- Occupation: opera singer

= Gianna Galli =

Italian operatic soprano (1935–2010)

Gianna Galli (photo with 1960 dedication)

Gianna Galli (29 April 1935 – 22 December 2010) was an Italian operatic soprano who had an active international career from the 1950s through the 1970s. She specialized in the lyric soprano repertoire and was particularly known for her portrayals of Puccini heroines.

==Singing career==
Born in Modena, Galli began studying singing in her youth. In 1952, at the age of 17, she won the international singing competition in Spoleto. Later that year, she made her professional opera debut at the Teatro Comunale Modena. Her career progressed rapidly, and she was soon heard in major opera houses internationally. She became particularly associated with the operas of Giacomo Puccini, with her signature roles being Mimì in La Bohème, Minnie in La fanciulla del West, and the title roles in Manon Lescaut and Tosca. She made her United States debut in 1958 at the New York City Opera as Mimì.

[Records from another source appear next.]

//! Transaction contract.
//!
//! Steps that mutate a graph consult [`Transaction::read_write`] before
//! writing. Graphs without transaction support hand out [`NoTransaction`],
//! which rejects every explicit call with an unsupported-operation error.

use crate::error::{Result, StructureError};

/// Transaction handle for a graph.
pub trait Transaction: Send + Sync {
    /// Open a new transaction. Fails if one is already open.
    fn open(&self) -> Result<()>;

    /// Commit the open transaction.
    fn commit(&self) -> Result<()>;

    /// Roll back the open transaction.
    fn rollback(&self) -> Result<()>;

    /// Whether a transaction is currently open.
    fn is_open(&self) -> bool;

    /// Close the transaction, rolling back uncommitted work.
    fn close(&self) -> Result<()> {
        if self.is_open() {
            self.rollback()
        } else {
            Ok(())
        }
    }

    /// Make sure a transaction is open before a read/write operation.
    fn read_write(&self) -> Result<()> {
        if self.is_open() {
            Ok(())
        } else {
            self.open()
        }
    }
}

/// Transaction handle for graphs that do not support transactions.
#[derive(Debug, Clone, Copy, Default)]
pub struct NoTransaction;

impl NoTransaction {
    fn unsupported(operation: &str) -> StructureError {
        StructureError::unsupported(operation, "graph does not support transactions")
    }
}

impl Transaction for NoTransaction {
    fn open(&self) -> Result<()> {
        Err(Self::unsupported("tx.open"))
    }

    fn commit(&self) -> Result<()> {
        Err(Self::unsupported("tx.commit"))
    }

    fn rollback(&self) -> Result<()> {
        Err(Self::unsupported("tx.rollback"))
    }

    fn is_open(&self) -> bool {
        false
    }
}

#[cfg(test)]
mod tests {
    use super::*;

    #[test]
    fn test_no_transaction_rejects_everything() {
        let tx = NoTransaction;
        assert!(!tx.is_open());
        assert!(tx.open().unwrap_err().is_unsupported());
        assert!(tx.commit().is_err());
        assert!(tx.rollback().is_err());
        assert!(tx.read_write().is_err());
        // closing a transaction that was never opened is a no-op
        assert!(tx.close().is_ok());
    }
}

In 1961 Galli created the role of Catherine in the world premiere of Renzo Rossellini's Uno sguardo dal ponte, which was based on Arthur Miller's A View from the Bridge, at the Teatro dell'Opera di Roma. She returned to that theatre in April 1962 to perform the role of Thamar in the premiere of Franco Mannino's La stirpe di Davide. The following June she sang the role of the False Angel in the world premiere of Manuel De Falla's oratorio Atlàntida which was presented in a staged production at La Scala in Milan. Other roles which she created in world premieres were Nicole in Mannino's Il diavolo in giardino (1963, Teatro Massimo) and Slam in Giacomo Manzoni's Atomtod (1965, La Scala).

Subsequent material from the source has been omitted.